As Christine may have suggested, Christians have an answer in John 1:3, "All things came into being through Him, and apart from Him nothing came into being that has come into being," which is not easily amenable to scientific proof or scrutiny. Herein is where ID serves as metaphysics of science.
Moorad
________________________________
From: asa-owner@lists.calvin.edu on behalf of Iain Strachan
Sent: Thu 6/21/2007 1:26 PM
To: Christine Smith
Cc: asa@calvin.edu
Subject: Re: [asa] Sense and nonsense
On 6/21/07, Christine Smith < christine_mb_smith@yahoo.com <mailto:christine_mb_smith@yahoo.com> > wrote:
To this I will repost an earlier question of mine
which no one ventured an answer--it is evident, as Pim
pointed out, that brain and thought, emotions, etc.
are *correlated*, but *correlation does not prove
causation*--can someone please point me towards
specific research studies that *mechanistically* show
how non-sentient electrical impulses and atoms can
give rise to sentience? Do you propose that this is
another fundamental property of substances, as I
believe it was Don(?) argued earlier? Or do you
propose another *mechanism* which directly causes
these properties to emerge?
This is probably the 64 billion dollar question, and is a topic of much controversy among AI researchers.
The "strong AI" adherents would argue that consciousness is an "emergent property" of a sufficiently large and sufficiently interconnected neurons. The human brain has 10^10 neurons, with 10^14 interconnections (synapses). If you are of the strong AI persuasion, then you will believe that when we can build a computer with sufficient memory to simulate such a large neural network (and that time can only be a couple of decades away at most), then you will have a sentient, conscious machine like Data in Star Trek. In other words you would have a conscious algorithm. A futurologist from British Telecom gave a talk which I attended when he suggested that a "Data" would be a possibility by 2015 - a timeline much shorter than that envisaged by Gene Roddenberry!

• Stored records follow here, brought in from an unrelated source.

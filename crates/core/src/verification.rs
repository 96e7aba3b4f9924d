//! Wire types of the external verification API (`/v2/verify`).
//!
//! Requests are built from a stored compilation: its standard JSON input is
//! reassembled from the compiler settings and the source files, with the
//! settings the API rejects stripped out.

use crate::hex::to_prefixed_hex;
use serde::{Deserialize, Serialize};
use serde_json::{Map, Value, json};
use std::collections::BTreeMap;

/// Compiler setting that solc rejects but stored settings carry.
pub const REJECTED_SETTING: &str = "compilationTarget";

/// `customCode` reported by the API when the contract is already verified.
pub const ALREADY_VERIFIED_CODE: &str = "already_verified";

/// One source file in a standard JSON input.
#[derive(Clone, Debug, PartialEq, Serialize, Deserialize)]
pub struct SourceContent {
    pub content: String,
}

/// Compiler standard JSON input.
#[derive(Clone, Debug, PartialEq, Serialize, Deserialize)]
pub struct StdJsonInput {
    pub language: String,
    pub sources: BTreeMap<String, SourceContent>,
    pub settings: Value,
}

/// Body of `POST /v2/verify/{chainId}/{address}`.
#[derive(Clone, Debug, PartialEq, Serialize, Deserialize)]
#[serde(rename_all = "camelCase")]
pub struct VerifyRequest {
    pub std_json_input: StdJsonInput,
    pub compiler_version: String,
    pub contract_identifier: String,
    #[serde(skip_serializing_if = "Option::is_none")]
    pub creation_transaction_hash: Option<String>,
}

/// The parts of a stored compilation needed to rebuild its verification request.
#[derive(Clone, Copy, Debug)]
pub struct CompilationInput<'a> {
    pub language: &'a str,
    pub version: &'a str,
    pub name: &'a str,
    pub fully_qualified_name: &'a str,
    pub compiler_settings: &'a Value,
}

/// Map a stored language to the label the compiler input expects.
pub fn language_label(language: &str) -> &'static str {
    if language.eq_ignore_ascii_case("solidity") {
        "Solidity"
    } else {
        "Vyper"
    }
}

/// Normalize stored compiler settings for submission.
///
/// Settings may be stored as a JSON object or as a JSON-encoded string.
/// `compilationTarget` is removed and every output is requested.
pub fn sanitize_settings(settings: &Value) -> crate::Result<Value> {
    let mut object: Map<String, Value> = match settings {
        Value::Object(map) => map.clone(),
        Value::String(raw) => match serde_json::from_str(raw) {
            Ok(Value::Object(map)) => map,
            Ok(_) => {
                return Err(crate::Error::InvalidSettings(
                    "encoded settings are not an object".to_string(),
                ));
            }
            Err(e) => return Err(crate::Error::InvalidSettings(e.to_string())),
        },
        Value::Null => Map::new(),
        other => {
            return Err(crate::Error::InvalidSettings(format!(
                "expected an object, got {other}"
            )));
        }
    };
    object.remove(REJECTED_SETTING);
    object.insert("outputSelection".to_string(), json!({"*": {"*": ["*"]}}));
    Ok(Value::Object(object))
}

impl VerifyRequest {
    /// Build a request from a compilation, its `(path, content)` sources and
    /// the optional creation transaction hash.
    pub fn build<I>(
        compilation: CompilationInput<'_>,
        sources: I,
        creation_transaction_hash: Option<&[u8]>,
    ) -> crate::Result<Self>
    where
        I: IntoIterator<Item = (String, String)>,
    {
        let sources = sources
            .into_iter()
            .map(|(path, content)| (path, SourceContent { content }))
            .collect();
        let contract_identifier = if compilation.fully_qualified_name.is_empty() {
            compilation.name.to_string()
        } else {
            compilation.fully_qualified_name.to_string()
        };
        Ok(Self {
            std_json_input: StdJsonInput {
                language: language_label(compilation.language).to_string(),
                sources,
                settings: sanitize_settings(compilation.compiler_settings)?,
            },
            compiler_version: compilation.version.to_string(),
            contract_identifier,
            creation_transaction_hash: creation_transaction_hash.map(to_prefixed_hex),
        })
    }
}

/// 202 body of a submission.
#[derive(Clone, Debug, Deserialize)]
#[serde(rename_all = "camelCase")]
pub struct VerifyAccepted {
    pub verification_id: String,
}

/// Body of `GET /v2/verify/{jobId}`.
///
/// `contract` and `error` are kept as raw JSON: the service returns an error
/// object on most failures but plain strings on some.
#[derive(Clone, Debug, Default, Deserialize)]
#[serde(rename_all = "camelCase")]
pub struct JobStatusResponse {
    #[serde(default)]
    pub is_job_completed: bool,
    pub status: Option<String>,
    pub contract: Option<Value>,
    pub error: Option<Value>,
}

impl JobStatusResponse {
    /// `contract.match`, when it is a string.
    pub fn match_kind(&self) -> Option<&str> {
        self.contract.as_ref()?.get("match")?.as_str()
    }
}

/// Classified result of a job status query.
#[derive(Clone, Debug, PartialEq, Eq)]
pub enum JobOutcome {
    /// Completed with a non-null match.
    Verified { match_kind: String },
    /// The service already had this contract.
    AlreadyVerified,
    /// Terminal failure; carries the response body verbatim.
    Failed { error: String },
    /// Not finished, or the answer was transient. Check again next pass.
    Pending,
}

/// True for an error object whose `customCode` is `already_verified`.
fn is_already_verified(error: Option<&Value>) -> bool {
    error
        .and_then(|e| e.get("customCode"))
        .and_then(Value::as_str)
        .is_some_and(|code| code == ALREADY_VERIFIED_CODE)
}

/// Classify a job status response by HTTP status and raw body.
pub fn classify_job_status(http_status: u16, body: &str) -> JobOutcome {
    match http_status {
        200..=299 => {
            let Ok(job) = serde_json::from_str::<JobStatusResponse>(body) else {
                return JobOutcome::Pending;
            };
            if job.is_job_completed
                && let Some(match_kind) = job.match_kind()
            {
                return JobOutcome::Verified {
                    match_kind: match_kind.to_string(),
                };
            }
            if is_already_verified(job.error.as_ref()) {
                return JobOutcome::AlreadyVerified;
            }
            if job.is_job_completed {
                return JobOutcome::Failed {
                    error: body.to_string(),
                };
            }
            JobOutcome::Pending
        }
        400..=499 if http_status != 429 => {
            // Error responses carry the error object at the top level.
            let top_level = serde_json::from_str::<Value>(body).ok();
            let nested = top_level.as_ref().and_then(|value| value.get("error"));
            if is_already_verified(top_level.as_ref()) || is_already_verified(nested) {
                JobOutcome::AlreadyVerified
            } else {
                JobOutcome::Failed {
                    error: body.to_string(),
                }
            }
        }
        _ => JobOutcome::Pending,
    }
}

/// Extract a human-readable error from a rejection body.
pub fn error_message(body: &str) -> String {
    #[derive(Deserialize)]
    struct Envelope {
        error: Option<Value>,
        message: Option<String>,
    }
    match serde_json::from_str::<Envelope>(body) {
        Ok(Envelope {
            error: Some(Value::String(error)),
            ..
        }) => error,
        Ok(Envelope {
            message: Some(message),
            ..
        }) => message,
        Ok(Envelope {
            error: Some(error), ..
        }) => error.to_string(),
        _ => body.to_string(),
    }
}

#[cfg(test)]
mod tests {
    use super::*;

    fn compilation(settings: &Value) -> CompilationInput<'_> {
        CompilationInput {
            language: "solidity",
            version: "v0.8.19+commit.7dd6d404",
            name: "Token",
            fully_qualified_name: "contracts/Token.sol:Token",
            compiler_settings: settings,
        }
    }

    #[test]
    fn test_build_strips_compilation_target() {
        let settings = json!({
            "optimizer": {"enabled": true, "runs": 200},
            "compilationTarget": {"contracts/Token.sol": "Token"}
        });
        let request = VerifyRequest::build(
            compilation(&settings),
            vec![("contracts/Token.sol".to_string(), "contract Token {}".to_string())],
            Some(&[0xab, 0xcd]),
        )
        .unwrap();

        let body = serde_json::to_value(&request).unwrap();
        assert_eq!(body["stdJsonInput"]["language"], "Solidity");
        assert!(body["stdJsonInput"]["settings"].get(REJECTED_SETTING).is_none());
        assert_eq!(body["stdJsonInput"]["settings"]["optimizer"]["runs"], 200);
        assert_eq!(
            body["stdJsonInput"]["settings"]["outputSelection"],
            json!({"*": {"*": ["*"]}})
        );
        assert_eq!(
            body["stdJsonInput"]["sources"]["contracts/Token.sol"]["content"],
            "contract Token {}"
        );
        assert_eq!(body["contractIdentifier"], "contracts/Token.sol:Token");
        assert_eq!(body["creationTransactionHash"], "0xabcd");
    }

    #[test]
    fn test_build_falls_back_to_plain_name() {
        let settings = json!("{\"evmVersion\":\"paris\"}");
        let mut input = compilation(&settings);
        input.fully_qualified_name = "";
        input.language = "vyper";
        let request = VerifyRequest::build(input, Vec::new(), None).unwrap();
        assert_eq!(request.contract_identifier, "Token");
        assert_eq!(request.std_json_input.language, "Vyper");
        assert_eq!(request.std_json_input.settings["evmVersion"], "paris");

        let body = serde_json::to_value(&request).unwrap();
        assert!(body.get("creationTransactionHash").is_none());
    }

    #[test]
    fn test_sanitize_rejects_non_object() {
        assert!(sanitize_settings(&json!([1, 2])).is_err());
        assert!(sanitize_settings(&json!("not json")).is_err());
    }

    #[test]
    fn test_classify_completed_match() {
        let body = r#"{"isJobCompleted":true,"contract":{"match":"perfect"}}"#;
        assert_eq!(
            classify_job_status(200, body),
            JobOutcome::Verified {
                match_kind: "perfect".to_string()
            }
        );
    }

    #[test]
    fn test_classify_already_verified() {
        let nested = r#"{"isJobCompleted":true,"contract":{"match":null},
            "error":{"customCode":"already_verified","message":"done"}}"#;
        assert_eq!(classify_job_status(200, nested), JobOutcome::AlreadyVerified);

        let top_level = r#"{"customCode":"already_verified","message":"done"}"#;
        assert_eq!(classify_job_status(409, top_level), JobOutcome::AlreadyVerified);
    }

    #[test]
    fn test_classify_failed_keeps_body_verbatim() {
        let body = r#"{"isJobCompleted":true,"contract":{"match":null},"error":{"customCode":"no_match"}}"#;
        assert_eq!(
            classify_job_status(200, body),
            JobOutcome::Failed {
                error: body.to_string()
            }
        );
        assert_eq!(
            classify_job_status(404, "{\"customCode\":\"not_found\"}"),
            JobOutcome::Failed {
                error: "{\"customCode\":\"not_found\"}".to_string()
            }
        );
    }

    #[test]
    fn test_classify_string_error_is_terminal() {
        let body = r#"{"isJobCompleted":true,"contract":{"match":null},"error":"compilation failed"}"#;
        assert_eq!(
            classify_job_status(200, body),
            JobOutcome::Failed {
                error: body.to_string()
            }
        );

        let no_contract = r#"{"isJobCompleted":true,"error":"internal"}"#;
        assert_eq!(
            classify_job_status(200, no_contract),
            JobOutcome::Failed {
                error: no_contract.to_string()
            }
        );

        let string_4xx = r#"{"error":"Not found"}"#;
        assert_eq!(
            classify_job_status(404, string_4xx),
            JobOutcome::Failed {
                error: string_4xx.to_string()
            }
        );
    }

    #[test]
    fn test_classify_pending_and_transient() {
        let running = r#"{"isJobCompleted":false,"contract":{"match":null}}"#;
        assert_eq!(classify_job_status(200, running), JobOutcome::Pending);
        assert_eq!(classify_job_status(503, "unavailable"), JobOutcome::Pending);
        assert_eq!(classify_job_status(429, "{}"), JobOutcome::Pending);
    }

    #[test]
    fn test_error_message_extraction() {
        assert_eq!(error_message(r#"{"error":"bad input"}"#), "bad input");
        assert_eq!(error_message(r#"{"message":"nope"}"#), "nope");
        assert_eq!(error_message("plain text"), "plain text");
    }
}
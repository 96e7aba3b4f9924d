//! Bounded retry policy with exponential backoff.

use serde::{Deserialize, Serialize};
use std::time::Duration;

/// Retry policy for transient failures (network errors, 429, 5xx, feed drops).
#[derive(Clone, Debug, Serialize, Deserialize, PartialEq)]
pub struct RetryPolicy {
    /// Total attempts, including the first one.
    #[serde(default = "default_max_attempts")]
    pub max_attempts: u32,
    /// Delay before the second attempt, in milliseconds.
    #[serde(default = "default_initial_backoff_ms")]
    pub initial_backoff_ms: u64,
    /// Upper bound for any single delay, in milliseconds.
    #[serde(default = "default_max_backoff_ms")]
    pub max_backoff_ms: u64,
    /// Growth factor between consecutive delays.
    #[serde(default = "default_multiplier")]
    pub multiplier: f64,
}

fn default_max_attempts() -> u32 {
    3
}

fn default_initial_backoff_ms() -> u64 {
    500
}

fn default_max_backoff_ms() -> u64 {
    10_000
}

fn default_multiplier() -> f64 {
    2.0
}

impl Default for RetryPolicy {
    fn default() -> Self {
        Self {
            max_attempts: default_max_attempts(),
            initial_backoff_ms: default_initial_backoff_ms(),
            max_backoff_ms: default_max_backoff_ms(),
            multiplier: default_multiplier(),
        }
    }
}

impl RetryPolicy {
    /// A policy that never retries.
    pub fn none() -> Self {
        Self {
            max_attempts: 1,
            ..Self::default()
        }
    }

    /// Whether another attempt is allowed after `attempts` attempts were made.
    pub fn should_retry(&self, attempts: u32) -> bool {
        attempts < self.max_attempts
    }

    /// Delay to wait after the given (1-based) failed attempt.
    pub fn backoff(&self, attempt: u32) -> Duration {
        let exponent = attempt.saturating_sub(1).min(32) as i32;
        let millis = self.initial_backoff_ms as f64 * self.multiplier.powi(exponent);
        let capped = millis.min(self.max_backoff_ms as f64).max(0.0);
        Duration::from_millis(capped as u64)
    }

    /// Validate policy invariants.
    pub fn validate(&self) -> Result<(), String> {
        if self.max_attempts == 0 {
            return Err("max_attempts must be at least 1".to_string());
        }
        if !self.multiplier.is_finite() || self.multiplier < 1.0 {
            return Err(format!(
                "multiplier must be a finite value >= 1.0, got {}",
                self.multiplier
            ));
        }
        if self.initial_backoff_ms > self.max_backoff_ms {
            return Err("initial_backoff_ms must not exceed max_backoff_ms".to_string());
        }
        Ok(())
    }
}

#[cfg(test)]
mod tests {
    use super::*;

    #[test]
    fn test_backoff_grows_and_caps() {
        let policy = RetryPolicy {
            max_attempts: 10,
            initial_backoff_ms: 100,
            max_backoff_ms: 1_000,
            multiplier: 2.0,
        };
        assert_eq!(policy.backoff(1), Duration::from_millis(100));
        assert_eq!(policy.backoff(2), Duration::from_millis(200));
        assert_eq!(policy.backoff(4), Duration::from_millis(800));
        assert_eq!(policy.backoff(5), Duration::from_millis(1_000));
        assert_eq!(policy.backoff(u32::MAX), Duration::from_millis(1_000));
    }

    #[test]
    fn test_should_retry_counts_first_attempt() {
        let policy = RetryPolicy::default();
        assert!(policy.should_retry(1));
        assert!(policy.should_retry(2));
        assert!(!policy.should_retry(3));
        assert!(!RetryPolicy::none().should_retry(1));
    }

    #[test]
    fn test_validate_rejects_shrinking_backoff() {
        let policy = RetryPolicy {
            multiplier: 0.5,
            ..RetryPolicy::default()
        };
        assert!(policy.validate().is_err());
        assert!(RetryPolicy::default().validate().is_ok());
    }
}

Such theories reach their ultimate philosophical embodiment in so-called "Alorithmic Theories of Everything", which suggest that the universe is just a simulation on a gigantic computer. See http://www.idsia.ch/~juergen/computeruniverse.html for an introduction to this idea. It also led to a kind of religious idea, dubbed "The Great Programmer Religion" - the Great Programmer running all possible universes up to a similar complexity as ours, in parallel on a gigantic computer.
However, not everyone believes this will happen. Notably Roger Penrose, a maths professor at Oxford Univerity, and long-time associate of Stephen Hawking, does NOT accept that a mere algorithm will be able to be conscious. Penrose holds that some bit of physics is yet to be done to understand consciousness - he holds that it is in Quantum mechanics, and in particularly Quantum Gravity, that the answer to the riddle will be found (this would be the other mechanism you referred to that directly causes these phenomena). These ideas are explained in Penrose's popular science book "The Emperor's New Mind".
There are also quasi-religious ideas embodied in here. It has been suggested that at the scale of the Planck length and Planck time, that the interconnectivity of the universe itself mimics that of a brain, and that possibly consciousness is a fundamental property of the universe, rather than an emergent one and that the properties of matter etc "emerge" from the fundamental underlying consciousness. I think a Google on "Quantum Consciousness" should dredge up some interesting info on all this. I think this latter seems to lie closer to eastern mysticism than to Christianity, however.
I don't know which side I'd take in the debate - I think we simply don't know enough to be able to say.